Exercise objective: Check every line in the listing below for "imaging". Copy the ones where it occurs.

Extracted material:
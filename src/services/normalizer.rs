use crate::models::{CropRectangle, Point};

/// Turn a drag into a square crop rectangle.
///
/// The longer axis of the drag decides the side length. The `end` corner is
/// kept exactly; the `start` corner moves along the shorter axis only:
///
/// - `dy > dx`: `left = end.x - dy`, the other edges come from the drag.
/// - otherwise: `top = end.y - dx`, the other edges come from the drag.
///
/// Expects a top-left to bottom-right drag; callers order reversed drags with
/// [`crate::models::DragRegion::ordered`] first. Nothing is clamped to the
/// image and zero-extent drags yield zero-area rectangles.
pub fn normalize(start: Point, end: Point) -> CropRectangle {
    let (start_x, start_y) = (i64::from(start.x), i64::from(start.y));
    let (end_x, end_y) = (i64::from(end.x), i64::from(end.y));

    let dx = end_x - start_x;
    let dy = end_y - start_y;

    if dy > dx {
        CropRectangle::new(end_x - dy, start_y, end_x, end_y)
    } else {
        CropRectangle::new(start_x, end_y - dx, end_x, end_y)
    }
}
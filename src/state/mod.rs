// Session state machine
//
// This module provides the SessionController which owns the Session, the image
// currently on screen and the operator's drag, and emits change events so the
// window can refresh without polling.

use crate::models::{
    Advance, CropRectangle, CropperSettings, DragRegion, Point, Session, SessionPhase,
};
use crate::services::imaging::{ImageBackend, ImageError, LoadedImage};
use crate::services::normalizer::normalize;
use crate::services::scanner::{DirectoryScanner, ScanError};
use camino::{Utf8Path, Utf8PathBuf};
use thiserror::Error;
use tokio::sync::broadcast;

/// Status shown when the operator confirms before dragging a region.
pub const NO_SELECTION_STATUS: &str = "Drag a region before confirming.";

/// Change events emitted when the session is modified
///
/// These events are emitted to notify interested parties (primarily the GUI)
/// about state changes without requiring them to poll the controller.
#[derive(Clone, Debug, PartialEq)]
pub enum SessionEvent {
    /// A directory was opened (or the filename list changed)
    DirectoryChanged {
        directory: Option<Utf8PathBuf>,
        total_images: usize,
    },

    /// A new current image is available for display
    ImageLoaded {
        index: usize,
        filename: String,
        width: u32,
        height: u32,
    },

    /// There is no longer a current image
    ImageCleared,

    /// The recorded drag changed (`None` once it was consumed or dropped)
    SelectionChanged { region: Option<DragRegion> },

    /// A crop was written to disk
    CropSaved {
        filename: String,
        destination: Utf8PathBuf,
        rect: CropRectangle,
    },

    /// Status text changed
    StatusChanged { status: String },

    /// The last image of the directory was processed
    Finished,

    /// Session has been reset
    SessionReset,
}

/// Errors surfaced by session operations.
///
/// Each one ends the current operation only; the message is also written to
/// the session's status text.
#[derive(Error, Debug)]
pub enum SessionError {
    #[error("{0}")]
    Directory(#[from] ScanError),

    #[error("Could not load {filename}: {source}")]
    ImageLoad {
        filename: String,
        #[source]
        source: ImageError,
    },

    #[error("Could not save crop of {filename}: {source}")]
    ImageSave {
        filename: String,
        #[source]
        source: ImageError,
    },
}

/// What a crop confirmation did
#[derive(Debug, Clone, PartialEq, Eq)]
pub enum CropOutcome {
    /// The crop was saved and the cursor moved on
    Saved {
        destination: Utf8PathBuf,
        rect: CropRectangle,
        advance: Advance,
    },

    /// No image was on screen (idle, empty, finished or halted on a bad file)
    Ignored,
}

/// Drives one cropping session over a directory of images.
///
/// The controller is the single owner of the [`Session`], the decoded
/// [`LoadedImage`] and the pending drag. Operator actions arrive one at a time
/// as plain method calls (`select_directory`, `on_drag_start`, `on_drag_end`,
/// `on_confirm`); each runs to completion before the next one.
///
/// # Related Types
///
/// - [`crate::models::Session`]: the cursor and its pure transitions
/// - [`SessionEvent`]: Event types emitted on mutations
/// - [`crate::services::imaging::ImageBackend`]: load/crop/save collaborator
/// - [`crate::ui::GuiController`]: Primary consumer of session events
pub struct SessionController<B: ImageBackend> {
    backend: B,
    scanner: DirectoryScanner,
    settings: CropperSettings,

    session: Session,
    current: Option<LoadedImage>,

    drag_start: Option<Point>,
    selection: Option<DragRegion>,

    /// Broadcast channel for emitting session change events
    events_tx: broadcast::Sender<SessionEvent>,
}

impl<B: ImageBackend> SessionController<B> {
    /// Create an idle controller
    ///
    /// # Returns
    /// A new SessionController with a broadcast channel buffer of 100 events
    pub fn new(backend: B, settings: CropperSettings) -> Self {
        let (events_tx, _) = broadcast::channel(100);
        Self {
            backend,
            scanner: DirectoryScanner::from_settings(&settings),
            settings,
            session: Session::default(),
            current: None,
            drag_start: None,
            selection: None,
            events_tx,
        }
    }

    pub fn session(&self) -> &Session {
        &self.session
    }

    /// Owned copy of the session for callers that outlive the borrow
    pub fn snapshot(&self) -> Session {
        self.session.clone()
    }

    pub fn phase(&self) -> SessionPhase {
        self.session.phase()
    }

    pub fn settings(&self) -> &CropperSettings {
        &self.settings
    }

    pub fn current_image(&self) -> Option<&LoadedImage> {
        self.current.as_ref()
    }

    pub fn current_dimensions(&self) -> Option<(u32, u32)> {
        self.current.as_ref().map(LoadedImage::dimensions)
    }

    /// The last completed drag, if it has not been consumed by a crop yet
    pub fn selection(&self) -> Option<DragRegion> {
        self.selection
    }

    /// Subscribe to session change events
    ///
    /// Returns a receiver that will get notified of all future changes.
    pub fn subscribe(&self) -> broadcast::Receiver<SessionEvent> {
        self.events_tx.subscribe()
    }

    /// Sidebar listing of the session's filenames
    pub fn filename_listing(&self) -> String {
        self.session
            .filename_listing(self.settings.label_head, self.settings.label_tail)
    }

    pub fn window_title(&self) -> String {
        self.session.window_title()
    }

    // ===== Operations =====

    /// Open `path` as the new working directory.
    ///
    /// A finished session is reset first. Any other session is replaced by
    /// the new one, so the filename list always belongs to one directory.
    /// If the scan fails the error is shown in the status text. A session
    /// that was still running is left as it was; a finished one stays reset
    /// (empty filename list, previous directory kept).
    pub fn select_directory(&mut self, path: impl AsRef<Utf8Path>) -> Result<(), SessionError> {
        let directory = path.as_ref().to_path_buf();
        tracing::info!("Directory selected: {}", directory);

        if self.session.is_finished() {
            self.reset();
        }

        let scan = match self.scanner.scan(&directory) {
            Ok(scan) => scan,
            Err(e) => {
                let err = SessionError::from(e);
                tracing::error!("Cannot use {}: {}", directory, err);
                self.set_status(err.to_string());
                return Err(err);
            }
        };

        self.clear_image();
        self.clear_selection();
        self.drag_start = None;

        let total = scan.filenames.len();
        self.update(|session| {
            *session = Session::start(directory.clone(), scan.filenames);
        });

        if total == 0 {
            tracing::warn!("No recognized images in {}", directory);
            self.set_status(format!("No images found in {}.", directory));
            return Ok(());
        }

        self.load_current()
    }

    /// Decode the image under the cursor.
    ///
    /// Does nothing when there is no current filename. A file that cannot be
    /// decoded halts the session on that file: the error goes to the status
    /// text and no image is current until another directory is chosen.
    pub fn load_current(&mut self) -> Result<(), SessionError> {
        let (Some(filename), Some(path)) = (
            self.session.current_filename().map(str::to_owned),
            self.session.current_source_path(),
        ) else {
            tracing::debug!("No current image to load ({:?})", self.phase());
            return Ok(());
        };

        match self.backend.load(&path) {
            Ok(image) => {
                let (width, height) = image.dimensions();
                let index = self.session.current_index;
                tracing::info!(
                    "Loaded {} ({}x{}) [{}/{}, {} left]",
                    filename,
                    width,
                    height,
                    index + 1,
                    self.session.filenames.len(),
                    self.session.remaining()
                );

                self.current = Some(image);
                self.emit(SessionEvent::ImageLoaded {
                    index,
                    filename,
                    width,
                    height,
                });
                Ok(())
            }
            Err(source) => {
                let err = SessionError::ImageLoad { filename, source };
                tracing::error!("{}", err);
                self.clear_image();
                self.set_status(err.to_string());
                Err(err)
            }
        }
    }

    /// Save a square crop of the current image and move on.
    ///
    /// Reversed drags are ordered before normalizing. The crop is written to
    /// `<directory>/<output folder>/<filename>`, replacing an existing file.
    /// If saving fails the cursor stays put so the operator can retry.
    /// Without a current image this is a no-op returning
    /// [`CropOutcome::Ignored`].
    pub fn confirm_crop(&mut self, region: DragRegion) -> Result<CropOutcome, SessionError> {
        let (Some(image), Some(filename), Some(destination)) = (
            self.current.as_ref(),
            self.session.current_filename().map(str::to_owned),
            self.session
                .current_output_path(&self.settings.output_folder),
        ) else {
            tracing::warn!(
                "Crop confirmed with no image on screen ({:?}) - ignoring",
                self.session.phase()
            );
            return Ok(CropOutcome::Ignored);
        };

        if region.is_reversed() {
            tracing::debug!("Reversed drag {:?} - swapping corners", region);
        }
        let ordered = region.ordered();
        let rect = normalize(ordered.start, ordered.end);
        tracing::debug!("Cropping {} to {}", filename, rect);

        if let Err(source) = self.backend.save_crop(image, rect, &destination) {
            let err = SessionError::ImageSave { filename, source };
            tracing::error!("{}", err);
            self.set_status(err.to_string());
            return Err(err);
        }

        self.emit(SessionEvent::CropSaved {
            filename,
            destination: destination.clone(),
            rect,
        });
        self.clear_selection();
        self.set_status(String::new());

        let advance = self.advance()?;
        Ok(CropOutcome::Saved {
            destination,
            rect,
            advance,
        })
    }

    /// Move to the next image, or finish the session after the last one.
    ///
    /// Loads the next image when the cursor moves. Finishing sets the
    /// "no more images" status and loads nothing.
    pub fn advance(&mut self) -> Result<Advance, SessionError> {
        let mut outcome = Advance::Unchanged;
        self.update(|session| outcome = session.advance());

        match outcome {
            Advance::Moved(index) => {
                tracing::debug!("Advanced to image {}", index + 1);
                self.load_current()?;
            }
            Advance::Finished => {
                tracing::info!(
                    "All {} image(s) processed",
                    self.session.filenames.len()
                );
                self.clear_image();
            }
            Advance::Unchanged => {
                tracing::debug!("Nothing to advance ({:?})", self.phase());
            }
        }

        Ok(outcome)
    }

    /// Clear filenames, status, cursor, current image and drag.
    ///
    /// The directory is kept.
    pub fn reset(&mut self) {
        self.update(Session::reset);
        self.clear_image();
        self.clear_selection();
        self.drag_start = None;

        tracing::info!("Session reset");
        self.emit(SessionEvent::SessionReset);
    }

    // ===== Pointer and keyboard surface =====

    /// Record where a drag started.
    pub fn on_drag_start(&mut self, point: Point) {
        tracing::debug!("Recorded start of crop drag at x: {} y: {}", point.x, point.y);
        self.drag_start = Some(point);
    }

    /// Complete a drag, replacing any previously recorded region.
    ///
    /// Returns `None` when no drag start was recorded.
    pub fn on_drag_end(&mut self, point: Point) -> Option<DragRegion> {
        let Some(start) = self.drag_start.take() else {
            tracing::warn!("Drag ended at {:?} without a recorded start", point);
            return None;
        };

        let region = DragRegion::new(start, point);
        let (dx, dy) = region.extent();
        match self.current_dimensions() {
            Some((width, height)) => tracing::debug!(
                "Recorded end of crop drag at x: {} y: {} (image {}x{}, drag {}x{})",
                point.x,
                point.y,
                width,
                height,
                dx,
                dy
            ),
            None => tracing::debug!("Recorded end of crop drag at x: {} y: {}", point.x, point.y),
        }

        self.selection = Some(region);
        self.emit(SessionEvent::SelectionChanged {
            region: Some(region),
        });
        Some(region)
    }

    /// Confirm the recorded drag.
    ///
    /// Ignored when no image is on screen; without a recorded drag the
    /// operator is asked to drag a region first.
    pub fn on_confirm(&mut self) -> Result<CropOutcome, SessionError> {
        if self.current.is_none() {
            tracing::debug!("Confirm ignored ({:?})", self.phase());
            return Ok(CropOutcome::Ignored);
        }

        match self.selection {
            Some(region) => self.confirm_crop(region),
            None => {
                self.set_status(NO_SELECTION_STATUS);
                Ok(CropOutcome::Ignored)
            }
        }
    }

    // ===== Internals =====

    /// Apply `update_fn` to the session and broadcast what changed.
    fn update<F>(&mut self, update_fn: F) -> Vec<SessionEvent>
    where
        F: FnOnce(&mut Session),
    {
        let old_session = self.session.clone();

        update_fn(&mut self.session);

        let changes = Self::detect_changes(&old_session, &self.session);
        for change in &changes {
            self.emit(change.clone());
        }

        changes
    }

    fn detect_changes(old: &Session, new: &Session) -> Vec<SessionEvent> {
        let mut changes = Vec::new();

        if old.directory != new.directory || old.filenames != new.filenames {
            changes.push(SessionEvent::DirectoryChanged {
                directory: new.directory.clone(),
                total_images: new.filenames.len(),
            });
        }

        if !old.finished && new.finished {
            changes.push(SessionEvent::Finished);
        }

        if old.status != new.status {
            changes.push(SessionEvent::StatusChanged {
                status: new.status.clone(),
            });
        }

        changes
    }

    fn emit(&self, event: SessionEvent) {
        // Ignore send errors - it's OK if no one is listening
        let _ = self.events_tx.send(event);
    }

    fn set_status(&mut self, status: impl Into<String>) {
        let status = status.into();
        self.update(|session| session.status = status);
    }

    fn clear_image(&mut self) {
        if self.current.take().is_some() {
            self.emit(SessionEvent::ImageCleared);
        }
    }

    fn clear_selection(&mut self) {
        if self.selection.take().is_some() {
            self.emit(SessionEvent::SelectionChanged { region: None });
        }
    }
}
pub mod commands;
pub mod config;
pub mod error;
pub mod form;
pub mod platform;
pub mod state;
pub mod work;

use clap::ValueEnum;
use serde::Serialize;

#[derive(Clone, Copy, ValueEnum, Debug, Default, Serialize)]
pub enum OutputFormat {
    #[default]
    Text,
    Json,
}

Your response:
use crate::services::imaging::{ImageBackend, ImageError, LoadedImage};
/// - [`crate::services::imaging::ImageBackend`]: load/crop/save collaborator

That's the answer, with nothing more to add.